SUMMARY OF THE INVENTION

The purpose of the present invention is to provide a Micro-LED array and a preparation method thereof, which can realize the gold-free encapsulation of the Micro-LED array.

For achieving the above object, the present invention provides the following scheme:

A Micro-LED array, comprising a silicon substrate, a metal substrate, and a plurality of identical light-emitting chips located between the silicon substrate and the metal substrate;

The light-emitting chip is provided with metal contacts, p-type gallium nitride layer, multiple quantum well layer and n-type gallium nitride layer in sequence from bottom to top; wherein, wiring is provided on the silicon substrate, and the metal contacts pass through all the the wiring is electrically interconnected with the silicon substrate, and the metal substrate is arranged on the n-type gallium nitride layer;

The metal contact is used as the p-electrode of the light-emitting chip, the metal contact is used to generate holes, and the p-type gallium nitride layer is used to transmit the holes; the metal substrate is used as the light-emitting chip the n-electrode, the metal substrate is used to generate the electrons; the n-type gallium nitride layer is used to transport the electrons; the multiple quantum well layer is used to recombine the electrons and the holes, Photons are generated; when the silicon substrate is energized, the current flows from the metal contacts to the metal substrate to realize the light emission of the Micro-LED array.

Optionally, the light-emitting chips are arranged in an array between the silicon substrate and the metal substrate.

Optionally, the metal contacts are made of gold or nickel/gold alloy.

Optionally, the metal substrate is a copper substrate.

For achieving the above object, the present invention also provides the following scheme:

A preparation method of a Micro-LED array, comprising:

A plurality of identical light-emitting chips are simultaneously grown on a sapphire substrate; the light-emitting chips are chips sequentially grown with an n-type gallium nitride layer, a multiple quantum well layer, a p-type gallium nitride layer and metal contacts, wherein the The n-type gallium nitride layer is grown on a sapphire substrate;

According to the positions of the metal contacts on the sapphire substrate, wirings corresponding to the metal contacts are arranged on the silicon substrate;

inverting the sapphire substrate on which the light-emitting chip is grown, and bonding the inverted sapphire substrate to the silicon substrate through the metal contacts and the wiring to obtain a bonding array;

The sapphire substrate on the bonding array is peeled off, and then a metal substrate is bonded to each of the n-type gallium nitride layers.

Optionally, the growth step of the light-emitting chip specifically includes:

growing the n-type gallium nitride layer on the sapphire substrate;

growing the multiple quantum well layer on the n-type gallium nitride layer;

growing the p-type gallium nitride layer on the multiple quantum well layer;

Metal deposition is performed on the p-type gallium nitride layer to form the metal contacts.

Optionally, the bonding of the inverted sapphire substrate to the silicon substrate through the metal contacts and the wiring specifically includes:

The inverted sapphire substrate is bonded to the silicon substrate through the metal contacts and the wiring by using thermal pressure flip-chip welding, ultrasonic thermal pressure welding or conductive adhesive.

Optionally, the peeling off the sapphire substrate on the bonding array specifically includes:

The sapphire substrate on the bonding array is peeled off using a laser lift-off technique.

Optionally, performing metal deposition on the p-type gallium nitride layer to form the metal contact specifically includes:

The metal contacts are formed on the p-type gallium nitride layer by deposition method, sputtering method or electroplating method.
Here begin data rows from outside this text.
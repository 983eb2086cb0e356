use crate::{api::ApiService, discover::KnownSubjects, metrics::ApiMetrics};
use anyhow::{bail, Result};
use clap::Parser;
use prometheus_client::registry::Registry;
use tracing::info;

#[derive(Debug, Parser)]
#[clap(name = "rbac", about = "Resolves effective RBAC permissions")]
pub struct Args {
    #[clap(long, default_value = "rbac=info,warn", env = "RBAC_CONTROLLER_LOG")]
    log_level: kubert::LogFilter,

    #[clap(long, default_value = "plain")]
    log_format: kubert::LogFormat,

    #[clap(flatten)]
    client: kubert::ClientArgs,

    #[clap(flatten)]
    server: kubert::ServerArgs,

    #[clap(flatten)]
    admin: kubert::AdminArgs,

    /// Users that may be simulated even when no binding names them.
    #[clap(long, value_delimiter = ',')]
    known_users: Vec<String>,

    /// Groups that may be simulated even when no binding names them.
    #[clap(long, value_delimiter = ',')]
    known_groups: Vec<String>,

    /// The namespace used by simulation requests that do not specify one.
    #[clap(long, default_value = "default")]
    simulation_namespace: String,
}

impl Args {
    #[inline]
    pub async fn parse_and_run() -> Result<()> {
        Self::parse().run().await
    }

    pub async fn run(self) -> Result<()> {
        let Self {
            admin,
            client,
            log_level,
            log_format,
            server,
            known_users,
            known_groups,
            simulation_namespace,
        } = self;

        let mut prom = <Registry>::default();
        let api_metrics = ApiMetrics::register(prom.sub_registry_with_prefix("rbac_api"));
        let rt_metrics = kubert::RuntimeMetrics::register(prom.sub_registry_with_prefix("kube"));

        let runtime = kubert::Runtime::builder()
            .with_log(log_level, log_format)
            .with_metrics(rt_metrics)
            .with_admin(admin.into_builder().with_prometheus(prom))
            .with_client(client)
            .with_optional_server(Some(server))
            .build()
            .await?;

        let known = KnownSubjects::new(
            known_users.into_iter().filter(|u| !u.is_empty()),
            known_groups.into_iter().filter(|g| !g.is_empty()),
        );
        info!(
            users = known.users.len(),
            groups = known.groups.len(),
            namespace = %simulation_namespace,
            "serving RBAC API"
        );

        // Each request lists the catalog through the runtime's client; no resources are watched.
        let api = ApiService::new(
            runtime.client(),
            known,
            &simulation_namespace,
            api_metrics,
        );
        let runtime = runtime.spawn_server(move || api);

        // Block the main thread on the shutdown signal.
        if runtime.run().await.is_err() {
            bail!("Aborted");
        }

        Ok(())
    }
}

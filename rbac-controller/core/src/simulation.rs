//! Types describing what-if authorization checks.

use crate::{InvalidVerb, Subject, Verb};
use ahash::AHashSet as HashSet;
use anyhow::Result;
use std::collections::BTreeMap;
use thiserror::Error;

/// Asks whether a subject, by way of a named role, holds each `(verb, resource)` pair.
#[derive(Clone, Debug, PartialEq, Eq)]
pub struct SimulateRequest {
    pub subject: Subject,
    pub role: String,
    pub actions: Vec<String>,
    pub resources: Vec<String>,
    pub namespace: String,
}

#[derive(Clone, Debug, PartialEq, Eq)]
pub struct SimulateResponse {
    /// True iff every requested pair is allowed.
    pub authorized: bool,
    pub verdicts: BTreeMap<(Verb, String), Verdict>,
}

#[derive(Clone, Debug, PartialEq, Eq)]
pub struct Verdict {
    pub allowed: bool,
    pub reason: String,
}

/// Lists the resource types served by the cluster.
///
/// Resource names are plural, lowercase names (e.g. `pods`) and may also be qualified by their
/// API group (e.g. `deployments.apps`).
#[async_trait::async_trait]
pub trait DiscoverResources {
    async fn resources(&self) -> Result<HashSet<String>>;
}

/// Describes a simulation request that cannot be evaluated.
#[derive(Clone, Debug, Error, PartialEq, Eq)]
pub enum ValidationError {
    #[error("unknown subject: {0}")]
    UnknownSubject(Subject),

    #[error("unknown verb: {0}")]
    UnknownVerb(String),

    #[error("unknown resource: {0}")]
    UnknownResource(String),

    #[error("unknown role: no Role {name} in namespace {namespace} and no ClusterRole {name}")]
    UnknownRole { namespace: String, name: String },

    #[error("no {0} requested")]
    Empty(&'static str),
}

#[derive(Debug, Error)]
pub enum SimulateError {
    #[error(transparent)]
    Invalid(#[from] ValidationError),

    #[error("dependency failure: {0}")]
    Collaborator(#[source] anyhow::Error),
}

/// Formats a `(verb, resource)` pair as displayed to users, e.g. `get-pods`.
pub fn pair_name(verb: Verb, resource: &str) -> String {
    format!("{verb}-{resource}")
}

// === impl SimulateResponse ===

impl SimulateResponse {
    pub fn from_verdicts(verdicts: BTreeMap<(Verb, String), Verdict>) -> Self {
        Self {
            authorized: verdicts.values().all(|v| v.allowed),
            verdicts,
        }
    }

    pub fn verdict(&self, verb: Verb, resource: &str) -> Option<&Verdict> {
        self.verdicts.get(&(verb, resource.to_string()))
    }
}

// === impl ValidationError ===

impl From<InvalidVerb> for ValidationError {
    fn from(InvalidVerb(verb): InvalidVerb) -> Self {
        Self::UnknownVerb(verb)
    }
}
According to the specific embodiments provided by the present invention, the present invention discloses the following technical effects: the Micro-LED array and the preparation method thereof disclosed in the present invention use the metal contact of the light-emitting chip as the p-electrode and the metal substrate as the n-electrode, Wiring is arranged on the silicon substrate, so that the light-emitting chip is directly electrically interconnected with the silicon substrate through metal contacts and wirings, so that the gold wire bonding operation of a single light-emitting chip in the Micro-LED array is not required, and the gold-free micro-LED array is realized. wire package. And when the silicon substrate is energized, the current flows from the metal contacts to the metal substrate, energizing the p-electrode and the n-electrode, and the multi-quantum well layer generates photons, which can realize the light-emitting of the Micro-LED array.

Description of drawings

In order to more clearly illustrate the embodiments of the present invention or the technical solutions in the prior art, the accompanying drawings required in the embodiments will be briefly introduced below. Obviously, the drawings in the following description are only some of the present invention. In the embodiments, for those of ordinary skill in the art, other drawings can also be obtained according to these drawings without creative labor.
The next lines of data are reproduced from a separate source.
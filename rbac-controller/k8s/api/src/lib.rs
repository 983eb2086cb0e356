#![deny(warnings, rust_2018_idioms)]
#![forbid(unsafe_code)]

pub mod rbac;

pub use self::rbac::{
    ClusterRole, ClusterRoleBinding, PolicyRule, Role, RoleBinding, RoleRef, Subject,
};
pub use k8s_openapi::api::{
    self,
    core::v1::{Namespace, ServiceAccount},
};
pub use kube::{
    api::{Api, ListParams, ObjectMeta, ResourceExt},
    Client, Resource,
};
use crate::snapshot::{Binding, Snapshot};
use anyhow::Result;
use rbac_controller_core::{
    simulation::pair_name, DiscoverResources, PolicyRule, SimulateError, SimulateRequest,
    SimulateResponse, Subject, SubjectDirectory, ValidationError, Verb, Verdict,
};
use std::collections::{BTreeMap, BTreeSet};

/// A binding that grants the simulated role to the subject, with the role's rules.
struct Candidate<'s> {
    binding: Binding<'s>,
    rules: &'s [PolicyRule],
}

// === impl Snapshot ===

impl Snapshot {
    /// Evaluates whether the subject holds each requested `(verb, resource)` pair by way of an
    /// existing binding to the named role.
    ///
    /// Candidate bindings are RoleBindings in the request's namespace and all ClusterRoleBindings
    /// whose roleRef names the role and whose subjects include the subject. No binding is
    /// synthesized: a subject that is not already bound to the role is not authorized.
    ///
    /// Input is validated in order (subject, verbs, resources, role) before anything is
    /// evaluated, and the first invalid input is returned.
    pub async fn simulate<D, R>(
        &self,
        directory: &D,
        discovery: &R,
        req: &SimulateRequest,
    ) -> Result<SimulateResponse, SimulateError>
    where
        D: SubjectDirectory + ?Sized + Sync,
        R: DiscoverResources + ?Sized + Sync,
    {
        let SimulateRequest {
            subject,
            role,
            actions,
            resources,
            namespace,
        } = req;

        if !directory
            .is_known(subject)
            .await
            .map_err(SimulateError::Collaborator)?
        {
            return Err(ValidationError::UnknownSubject(subject.clone()).into());
        }

        if actions.is_empty() {
            return Err(ValidationError::Empty("actions").into());
        }
        let verbs = actions
            .iter()
            .map(|a| a.parse::<Verb>())
            .collect::<Result<BTreeSet<_>, _>>()
            .map_err(ValidationError::from)?;

        if resources.is_empty() {
            return Err(ValidationError::Empty("resources").into());
        }
        let known = discovery
            .resources()
            .await
            .map_err(SimulateError::Collaborator)?;
        if let Some(unknown) = resources.iter().find(|r| !known.contains(r.as_str())) {
            return Err(ValidationError::UnknownResource(unknown.clone()).into());
        }

        if self.catalog.role(namespace, role).is_none() && self.catalog.cluster_role(role).is_none()
        {
            return Err(ValidationError::UnknownRole {
                namespace: namespace.clone(),
                name: role.clone(),
            }
            .into());
        }

        let candidates = self.candidates(subject, role, namespace);
        tracing::debug!(
            %subject,
            %role,
            %namespace,
            candidates = candidates.len(),
            "simulating"
        );

        let mut verdicts = BTreeMap::new();
        for verb in verbs {
            for resource in resources {
                let verdict = evaluate(&candidates, subject, role, namespace, verb, resource);
                verdicts.insert((verb, resource.clone()), verdict);
            }
        }
        Ok(SimulateResponse::from_verdicts(verdicts))
    }

    fn candidates<'s>(
        &'s self,
        subject: &Subject,
        role: &str,
        namespace: &str,
    ) -> Vec<Candidate<'s>> {
        let mut candidates = Vec::new();
        for binding in self.bindings(subject) {
            if binding.role_ref().name != role {
                continue;
            }
            if let Some(ns) = binding.namespace() {
                if ns != namespace {
                    continue;
                }
            }
            match self.rules(binding) {
                Ok(rules) => candidates.push(Candidate { binding, rules }),
                Err(reason) => {
                    tracing::warn!(binding = %binding.reference(), ?reason, "skipping binding");
                }
            }
        }
        candidates
    }
}

#[async_trait::async_trait]
impl SubjectDirectory for Snapshot {
    /// A subject is known if any binding in the snapshot names it.
    async fn is_known(&self, subject: &Subject) -> Result<bool> {
        Ok(self.is_bound(subject))
    }
}

fn evaluate(
    candidates: &[Candidate<'_>],
    subject: &Subject,
    role: &str,
    namespace: &str,
    verb: Verb,
    resource: &str,
) -> Verdict {
    let pair = pair_name(verb, resource);
    let (name, group) = match resource.split_once('.') {
        Some((name, group)) => (name, Some(group)),
        None => (resource, None),
    };

    let grant = candidates.iter().find(|c| {
        c.rules
            .iter()
            .any(|r| r.matches_verb(verb.as_str()) && r.matches_resource(name, group))
    });
    if let Some(Candidate { binding, .. }) = grant {
        return Verdict {
            allowed: true,
            reason: format!(
                "{pair} granted by {} via {}",
                binding.reference(),
                binding.role_ref()
            ),
        };
    }

    let reason = match candidates.first() {
        None => format!(
            "missing permission for {pair}: {subject} is not bound to {role} in namespace {namespace}"
        ),
        Some(c) => format!(
            "missing permission for {pair}: {} does not grant it",
            c.binding.role_ref()
        ),
    };
    Verdict {
        allowed: false,
        reason,
    }
}
use crate::RoleRef;
use std::fmt;

/// Where a granted permission applies.
#[derive(Clone, Debug, PartialEq, Eq, Hash, PartialOrd, Ord)]
pub enum Scope {
    Namespace(String),
    Cluster,
}

/// Identifies the binding that granted a permission.
#[derive(Clone, Debug, PartialEq, Eq, Hash, PartialOrd, Ord)]
pub enum BindingRef {
    RoleBinding { namespace: String, name: String },
    ClusterRoleBinding { name: String },
}

/// A single permission held by a subject, with its provenance.
#[derive(Clone, Debug, PartialEq, Eq, Hash, PartialOrd, Ord)]
pub struct GrantedRule {
    pub verb: String,
    pub api_group: String,
    pub resource: String,

    /// Limits the grant to the named objects. Empty when the grant applies to every object.
    pub resource_names: Vec<String>,

    pub scope: Scope,
    pub granted_by: BindingRef,
    pub via: RoleRef,
}

/// A binding that could not be resolved against the catalog.
#[derive(Clone, Debug, PartialEq, Eq, Hash)]
pub struct Inconsistency {
    pub binding: BindingRef,
    pub reason: InconsistencyReason,
}

#[derive(Clone, Debug, PartialEq, Eq, Hash)]
pub enum InconsistencyReason {
    /// The referenced role does not exist.
    DanglingRoleRef(RoleRef),

    /// The binding's roleRef has an empty name.
    MissingRoleRefName,

    /// The binding's roleRef is neither a Role nor a ClusterRole of the RBAC API group.
    UnsupportedRoleRef { api_group: String, kind: String },

    /// A ClusterRoleBinding references a namespaced Role.
    ClusterBindingToRole(String),
}

/// The permissions held by a subject.
#[derive(Clone, Debug, Default, PartialEq, Eq)]
pub struct Resolution {
    pub grants: Vec<GrantedRule>,
    pub inconsistencies: Vec<Inconsistency>,
}

// === impl Scope ===

impl Scope {
    pub fn namespace(&self) -> Option<&str> {
        match self {
            Self::Namespace(ns) => Some(ns),
            Self::Cluster => None,
        }
    }
}

impl fmt::Display for Scope {
    fn fmt(&self, f: &mut fmt::Formatter<'_>) -> fmt::Result {
        match self {
            Self::Namespace(ns) => write!(f, "namespace/{ns}"),
            Self::Cluster => f.write_str("cluster"),
        }
    }
}

// === impl BindingRef ===

impl BindingRef {
    pub fn name(&self) -> &str {
        match self {
            Self::RoleBinding { name, .. } | Self::ClusterRoleBinding { name } => name,
        }
    }

    pub fn kind(&self) -> &'static str {
        match self {
            Self::RoleBinding { .. } => "RoleBinding",
            Self::ClusterRoleBinding { .. } => "ClusterRoleBinding",
        }
    }

    /// The scope of the permissions granted by this binding.
    pub fn scope(&self) -> Scope {
        match self {
            Self::RoleBinding { namespace, .. } => Scope::Namespace(namespace.clone()),
            Self::ClusterRoleBinding { .. } => Scope::Cluster,
        }
    }
}

impl fmt::Display for BindingRef {
    fn fmt(&self, f: &mut fmt::Formatter<'_>) -> fmt::Result {
        match self {
            Self::RoleBinding { namespace, name } => write!(f, "RoleBinding {namespace}/{name}"),
            Self::ClusterRoleBinding { name } => write!(f, "ClusterRoleBinding {name}"),
        }
    }
}

// === impl Inconsistency ===

impl fmt::Display for Inconsistency {
    fn fmt(&self, f: &mut fmt::Formatter<'_>) -> fmt::Result {
        match &self.reason {
            InconsistencyReason::DanglingRoleRef(role) => {
                write!(f, "{} references missing {}", self.binding, role)
            }
            InconsistencyReason::MissingRoleRefName => {
                write!(f, "{} has a roleRef without a name", self.binding)
            }
            InconsistencyReason::UnsupportedRoleRef { api_group, kind }
                if api_group != crate::RBAC_API_GROUP =>
            {
                write!(
                    f,
                    "{} references {} in unsupported API group {:?}",
                    self.binding, kind, api_group
                )
            }
            InconsistencyReason::UnsupportedRoleRef { kind, .. } => {
                write!(f, "{} references unsupported kind {}", self.binding, kind)
            }
            InconsistencyReason::ClusterBindingToRole(name) => {
                write!(f, "{} references namespaced Role {}", self.binding, name)
            }
        }
    }
}

// === impl Resolution ===

impl Resolution {
    pub fn is_empty(&self) -> bool {
        self.grants.is_empty() && self.inconsistencies.is_empty()
    }

    pub fn cluster_grants(&self) -> impl Iterator<Item = &GrantedRule> {
        self.grants.iter().filter(|g| g.scope == Scope::Cluster)
    }
}
use crate::snapshot::{Binding, Snapshot};
use rbac_controller_core::{
    GrantedRule, Inconsistency, InconsistencyReason, PolicyRule, Resolution, RoleKind, Subject,
};

// === impl Snapshot ===

impl Snapshot {
    /// Computes every permission granted to the subject.
    ///
    /// Each grant carries the binding and role that produced it, so the same permission may be
    /// listed more than once. Bindings that cannot be resolved are reported as inconsistencies.
    /// A subject that is not bound resolves to an empty set.
    pub fn resolve(&self, subject: &Subject) -> Resolution {
        let mut resolution = Resolution::default();
        for binding in self.bindings(subject) {
            let rules = match self.rules(binding) {
                Ok(rules) => rules,
                Err(reason) => {
                    let inconsistency = Inconsistency {
                        binding: binding.reference(),
                        reason,
                    };
                    tracing::warn!(%subject, %inconsistency, "skipping binding");
                    resolution.inconsistencies.push(inconsistency);
                    continue;
                }
            };

            let granted_by = binding.reference();
            let scope = binding.scope();
            let via = binding.role_ref();
            for rule in rules {
                resolution
                    .grants
                    .extend(rule.expand().map(|(verb, api_group, resource)| GrantedRule {
                        verb: verb.to_string(),
                        api_group: api_group.to_string(),
                        resource: resource.to_string(),
                        resource_names: rule.resource_names.clone(),
                        scope: scope.clone(),
                        granted_by: granted_by.clone(),
                        via: via.clone(),
                    }));
            }
        }

        tracing::debug!(
            %subject,
            grants = resolution.grants.len(),
            inconsistencies = resolution.inconsistencies.len(),
            "resolved"
        );
        resolution
    }

    /// Resolves a binding's roleRef to the rules of the referenced role.
    ///
    /// A RoleBinding may only reference a Role in its own namespace; a ClusterRoleBinding may only
    /// reference a ClusterRole.
    pub(crate) fn rules<'s>(
        &'s self,
        binding: Binding<'s>,
    ) -> Result<&'s [PolicyRule], InconsistencyReason> {
        let role_ref = binding.role_ref();
        if role_ref.name.is_empty() {
            return Err(InconsistencyReason::MissingRoleRefName);
        }

        let rules = match (&role_ref.kind, binding.namespace()) {
            (RoleKind::Role, Some(ns)) => self
                .catalog
                .role(ns, &role_ref.name)
                .map(|r| r.rules.as_slice()),
            (RoleKind::Role, None) => {
                return Err(InconsistencyReason::ClusterBindingToRole(
                    role_ref.name.clone(),
                ))
            }
            (RoleKind::ClusterRole, _) => self
                .catalog
                .cluster_role(&role_ref.name)
                .map(|r| r.rules.as_slice()),
            (RoleKind::Unknown { api_group, kind }, _) => {
                return Err(InconsistencyReason::UnsupportedRoleRef {
                    api_group: api_group.clone(),
                    kind: kind.clone(),
                })
            }
        };

        rules.ok_or_else(|| InconsistencyReason::DanglingRoleRef(role_ref.clone()))
    }
}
FIG. 1 is a structural diagram of an embodiment of the Micro-LED array of the present invention;

2 is a flow chart of an embodiment of a method for preparing a Micro-LED array of the present invention;

3 is a schematic diagram of a single structural unit of the bonding array of the present invention;

FIG. 4 is a schematic diagram of a front-loading structure in a common GaN-based LED packaging structure;

5 is a schematic diagram of a vertical structure in a common GaN-based LED packaging structure;

6 is a schematic diagram of a flip-chip structure in a common GaN-based LED packaging structure;

FIG. 7 is a schematic diagram showing that p-electrodes and n-electrodes are respectively distributed on the upper top surface and the lower bottom surface of the LED structure in the vertical structure;

8 is a schematic diagram of p-electrodes and n-electrodes distributed on the lower bottom surface and the upper top surface of the LED structure in a vertical structure, respectively;

FIG. 9 is a schematic diagram of gold wire bonding of a positive structure in a common GaN-based LED package;

10 is a schematic diagram of vertical structure gold wire bonding in a common GaN-based LED package;

FIG. 11 is a schematic diagram of flip-chip bonding in a common GaN-based LED package.

Detailed ways

The technical solutions in the embodiments of the present invention will be clearly and completely described below with reference to the accompanying drawings in the embodiments of the present invention. Obviously, the described embodiments are only a part of the embodiments of the present invention, but not all of the embodiments. Based on the embodiments of the present invention, all other embodiments obtained by those of ordinary skill in the art without creative efforts shall fall within the protection scope of the present invention.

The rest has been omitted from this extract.